Peard identified a number of other issues that it is important to understand about formularies and rebates. These include demanding full disclosure of rebate arrangements, audit rights, and a performance standard. Plan sponsors should review the PBM's formulary to see if it is encouraging more expensive drugs. She noted that rebate arrangements are not confidential, that in fact most rebate contracts contain language from the manufacturer requiring the PBM to share arrangements with clients and clients with customers.
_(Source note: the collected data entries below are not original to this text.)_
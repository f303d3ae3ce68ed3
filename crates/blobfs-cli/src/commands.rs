use std::io::{self, Read, Write};
use std::path::{Path, PathBuf};

use anyhow::{bail, Context};
use blobfs_fs::{CreateOptions, FileInfo, FileStore, FsPath};
use blobfs_provider::{BackendConfig, BlobFileSystem, BlobFsConfig};
use colored::Colorize;
use tracing::debug;

use crate::cli::*;

/// Record directory used when neither `--config` nor `--root` is given.
const DEFAULT_ROOT: &str = ".blobfs";

pub fn run_command(cli: Cli) -> anyhow::Result<()> {
    let config = resolve_config(cli.config.as_deref(), cli.root.as_deref())?;
    debug!(backend = ?config.backend, endpoint = %config.default_endpoint(), "resolved config");
    let fs = BlobFileSystem::new(config);
    let stdout = io::stdout();
    let mut out = stdout.lock();
    let result = dispatch(&fs, cli.command, cli.format, &mut out);
    let closed = fs.shutdown();
    debug!(closed, "shut down");
    result
}

fn dispatch(
    fs: &BlobFileSystem,
    command: Command,
    format: OutputFormat,
    out: &mut dyn Write,
) -> anyhow::Result<()> {
    match command {
        Command::Stat(args) => cmd_stat(fs, &args.target, format, out),
        Command::Ls(args) => cmd_ls(fs, &args.target, format, out),
        Command::Mkdir(args) => cmd_mkdir(fs, &args.target, args.shallow, out),
        Command::Put(args) => {
            let bytes = read_input(args.file.as_deref())?;
            cmd_put(fs, &args.target, &bytes, out)
        }
        Command::Cat(args) => cmd_cat(fs, &args.target, out),
        Command::Rm(args) => cmd_rm(fs, &args.target, out),
    }
}

/// Build the effective config: the file if given, else a directory backend
/// under `.blobfs`; `--root` replaces whichever backend that yields.
fn resolve_config(config: Option<&Path>, root: Option<&Path>) -> anyhow::Result<BlobFsConfig> {
    let mut config = match config {
        Some(path) => BlobFsConfig::load(path)
            .with_context(|| format!("loading {}", path.display()))?,
        None => BlobFsConfig {
            backend: BackendConfig::Directory {
                root: PathBuf::from(DEFAULT_ROOT),
            },
            ..BlobFsConfig::default()
        },
    };
    if let Some(root) = root {
        config.backend = BackendConfig::Directory {
            root: root.to_path_buf(),
        };
    }
    Ok(config)
}

/// Bare absolute paths address the default endpoint.
fn open(fs: &BlobFileSystem, target: &str) -> anyhow::Result<FileStore> {
    let store = if target.starts_with('/') {
        fs.store_at(&fs.config().default_endpoint(), FsPath::parse(target))?
    } else {
        fs.try_store(target)?
    };
    Ok(store)
}

fn read_input(file: Option<&Path>) -> anyhow::Result<Vec<u8>> {
    match file {
        Some(path) => std::fs::read(path).with_context(|| format!("reading {}", path.display())),
        None => {
            let mut buf = Vec::new();
            io::stdin().read_to_end(&mut buf).context("reading stdin")?;
            Ok(buf)
        }
    }
}

fn cmd_stat(fs: &BlobFileSystem, target: &str, format: OutputFormat, out: &mut dyn Write) -> anyhow::Result<()> {
    let store = open(fs, target)?;
    let info = store.info()?;
    match format {
        OutputFormat::Json => writeln!(out, "{}", serde_json::to_string_pretty(&info)?)?,
        OutputFormat::Text if !info.exists => {
            writeln!(out, "{} {}", store.path().to_string().bold(), "does not exist".red())?
        }
        OutputFormat::Text => {
            let kind = if info.is_directory { "directory".blue() } else { "file".normal() };
            writeln!(out, "{}", store.path().to_string().bold())?;
            writeln!(out, "  Type: {kind}")?;
            writeln!(out, "  Size: {} bytes", info.length)?;
            if let Some(modified) = info.last_modified {
                writeln!(out, "  Modified: {}", modified.to_rfc3339().dimmed())?;
            }
        }
    }
    Ok(())
}

fn cmd_ls(fs: &BlobFileSystem, target: &str, format: OutputFormat, out: &mut dyn Write) -> anyhow::Result<()> {
    let store = open(fs, target)?;
    let info = store.info()?;
    if !info.exists {
        bail!("{} does not exist", store.path());
    }
    if !info.is_directory {
        bail!("{} is not a directory", store.path());
    }

    let children = store
        .children()?
        .iter()
        .map(FileStore::info)
        .collect::<Result<Vec<FileInfo>, _>>()?;

    match format {
        OutputFormat::Json => writeln!(out, "{}", serde_json::to_string_pretty(&children)?)?,
        OutputFormat::Text => {
            for child in &children {
                if !child.exists {
                    // Listed but never finalized, e.g. an abandoned upload.
                    writeln!(out, "{:>10}  {}", "?".dimmed(), child.name.dimmed())?;
                } else if child.is_directory {
                    writeln!(out, "{:>10}  {}/", "-", child.name.blue().bold())?;
                } else {
                    writeln!(out, "{:>10}  {}", child.length, child.name)?;
                }
            }
        }
    }
    Ok(())
}

fn cmd_mkdir(fs: &BlobFileSystem, target: &str, shallow: bool, out: &mut dyn Write) -> anyhow::Result<()> {
    let store = open(fs, target)?;
    store.create_dir(CreateOptions { shallow })?;
    writeln!(out, "{} Created directory {}", "✓".green().bold(), store.path().to_string().bold())?;
    Ok(())
}

fn cmd_put(fs: &BlobFileSystem, target: &str, bytes: &[u8], out: &mut dyn Write) -> anyhow::Result<()> {
    let store = open(fs, target)?;
    store.write_all(bytes)?;
    writeln!(out, "{} Wrote {} bytes to {}", "✓".green().bold(), bytes.len(), store.path().to_string().bold())?;
    Ok(())
}

fn cmd_cat(fs: &BlobFileSystem, target: &str, out: &mut dyn Write) -> anyhow::Result<()> {
    let store = open(fs, target)?;
    out.write_all(&store.read_to_vec()?)?;
    Ok(())
}

fn cmd_rm(fs: &BlobFileSystem, target: &str, out: &mut dyn Write) -> anyhow::Result<()> {
    let store = open(fs, target)?;
    if !store.info()?.exists {
        bail!("{} does not exist", store.path());
    }
    store.delete()?;
    writeln!(out, "{} Removed {}", "✓".green().bold(), store.path().to_string().bold())?;
    Ok(())
}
Wendy Smith talked about the potential benefits of contracting directly with manufacturers for rebates. Since moving to direct contracting, Touchpoint's rebates have increased from $0.75 (1998) to $3.08 (2000) across all prescriptions. To make this arrangement work best, she suggests you must be a large employer or HMO with a relatively controlled formulary, have the ability to shift market share and have the ability to contract independently from your PBM. Staff resources needed include a clinical pharmacist, analytical support, dedicated technical support and staff with negotiation expertise.

Smith identified many of the key issues an organization must identify and deal with in developing its own formulary and negotiating rebate agreements. Obviously, not every plan sponsor can develop their own formulary and negotiate their own rebate agreements. However, for those that are able to, the financial rewards can be significant.